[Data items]
═══
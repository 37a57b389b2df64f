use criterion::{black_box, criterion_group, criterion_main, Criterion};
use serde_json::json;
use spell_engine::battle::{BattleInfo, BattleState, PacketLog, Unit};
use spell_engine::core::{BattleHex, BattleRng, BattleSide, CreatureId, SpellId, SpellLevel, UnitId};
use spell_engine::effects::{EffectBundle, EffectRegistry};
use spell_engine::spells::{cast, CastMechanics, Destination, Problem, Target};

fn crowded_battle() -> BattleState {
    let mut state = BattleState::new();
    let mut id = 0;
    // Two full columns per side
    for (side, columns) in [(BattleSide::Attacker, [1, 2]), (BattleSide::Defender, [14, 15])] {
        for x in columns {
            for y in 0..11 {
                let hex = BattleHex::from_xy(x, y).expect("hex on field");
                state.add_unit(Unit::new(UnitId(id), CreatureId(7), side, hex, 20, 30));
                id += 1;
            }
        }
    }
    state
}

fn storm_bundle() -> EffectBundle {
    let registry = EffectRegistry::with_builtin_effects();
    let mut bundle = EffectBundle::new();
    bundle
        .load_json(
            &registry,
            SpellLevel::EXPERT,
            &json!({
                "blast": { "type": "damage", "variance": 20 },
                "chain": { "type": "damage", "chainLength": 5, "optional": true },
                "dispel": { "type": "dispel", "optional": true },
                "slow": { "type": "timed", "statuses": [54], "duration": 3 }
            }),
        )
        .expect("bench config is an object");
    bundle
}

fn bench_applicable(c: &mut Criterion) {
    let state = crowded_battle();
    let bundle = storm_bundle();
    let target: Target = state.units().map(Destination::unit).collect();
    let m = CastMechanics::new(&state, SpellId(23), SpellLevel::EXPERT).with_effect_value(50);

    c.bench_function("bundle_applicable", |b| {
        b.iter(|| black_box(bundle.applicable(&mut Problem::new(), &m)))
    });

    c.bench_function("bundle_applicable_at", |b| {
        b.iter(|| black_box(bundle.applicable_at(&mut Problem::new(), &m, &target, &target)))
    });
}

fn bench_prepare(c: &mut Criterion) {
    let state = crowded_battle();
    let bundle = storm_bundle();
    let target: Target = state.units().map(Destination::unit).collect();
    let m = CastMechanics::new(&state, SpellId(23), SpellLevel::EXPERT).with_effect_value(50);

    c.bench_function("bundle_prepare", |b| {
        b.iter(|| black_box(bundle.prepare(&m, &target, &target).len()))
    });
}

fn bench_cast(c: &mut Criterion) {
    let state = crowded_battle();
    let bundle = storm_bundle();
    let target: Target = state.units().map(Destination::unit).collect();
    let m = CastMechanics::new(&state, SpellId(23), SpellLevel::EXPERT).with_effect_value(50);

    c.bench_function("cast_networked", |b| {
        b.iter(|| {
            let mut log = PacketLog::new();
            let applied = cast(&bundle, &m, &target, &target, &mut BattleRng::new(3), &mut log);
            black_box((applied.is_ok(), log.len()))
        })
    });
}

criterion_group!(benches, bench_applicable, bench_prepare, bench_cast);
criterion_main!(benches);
═══
ACTIVITY. Every entry above needs to be copied exactly.

EXERCISE RESPONSE.
repository 37a57b389b2df64f
use criterion::{black_box, criterion_group, criterion_main, Criterion};
use serde_json::json;
use spell_engine::battle::{BattleInfo, BattleState, PacketLog, Unit};
use spell_engine::core::{BattleHex, BattleRng, BattleSide, CreatureId, SpellId, SpellLevel, UnitId};
use spell_engine::effects::{EffectBundle, EffectRegistry};
use spell_engine::spells::{cast, CastMechanics, Destination, Problem, Target};

fn crowded_battle() -> BattleState {
    let mut state = BattleState::new();
    let mut id = 0;
    // Two full columns per side
    for (side, columns) in [(BattleSide::Attacker, [1, 2]), (BattleSide::Defender, [14, 15])] {
        for x in columns {
            for y in 0..11 {
                let hex = BattleHex::from_xy(x, y).expect("hex on field");
                state.add_unit(Unit::new(UnitId(id), CreatureId(7), side, hex, 20, 30));
                id += 1;
            }
        }
    }
    state
}

fn storm_bundle() -> EffectBundle {
    let registry = EffectRegistry::with_builtin_effects();
    let mut bundle = EffectBundle::new();
    bundle
        .load_json(
            &registry,
            SpellLevel::EXPERT,
            &json!({
                "blast": { "type": "damage", "variance": 20 },
                "chain": { "type": "damage", "chainLength": 5, "optional": true },
                "dispel": { "type": "dispel", "optional": true },
                "slow": { "type": "timed", "statuses": [54], "duration": 3 }
            }),
        )
        .expect("bench config is an object");
    bundle
}

fn bench_applicable(c: &mut Criterion) {
    let state = crowded_battle();
    let bundle = storm_bundle();
    let target: Target = state.units().map(Destination::unit).collect();
    let m = CastMechanics::new(&state, SpellId(23), SpellLevel::EXPERT).with_effect_value(50);

    c.bench_function("bundle_applicable", |b| {
        b.iter(|| black_box(bundle.applicable(&mut Problem::new(), &m)))
    });

    c.bench_function("bundle_applicable_at", |b| {
        b.iter(|| black_box(bundle.applicable_at(&mut Problem::new(), &m, &target, &target)))
    });
}

fn bench_prepare(c: &mut Criterion) {
    let state = crowded_battle();
    let bundle = storm_bundle();
    let target: Target = state.units().map(Destination::unit).collect();
    let m = CastMechanics::new(&state, SpellId(23), SpellLevel::EXPERT).with_effect_value(50);

    c.bench_function("bundle_prepare", |b| {
        b.iter(|| black_box(bundle.prepare(&m, &target, &target).len()))
    });
}

fn bench_cast(c: &mut Criterion) {
    let state = crowded_battle();
    let bundle = storm_bundle();
    let target: Target = state.units().map(Destination::unit).collect();
    let m = CastMechanics::new(&state, SpellId(23), SpellLevel::EXPERT).with_effect_value(50);

    c.bench_function("cast_networked", |b| {
        b.iter(|| {
            let mut log = PacketLog::new();
            let applied = cast(&bundle, &m, &target, &target, &mut BattleRng::new(3), &mut log);
            black_box((applied.is_ok(), log.len()))
        })
    });
}

criterion_group!(benches, bench_applicable, bench_prepare, bench_cast);
criterion_main!(benches);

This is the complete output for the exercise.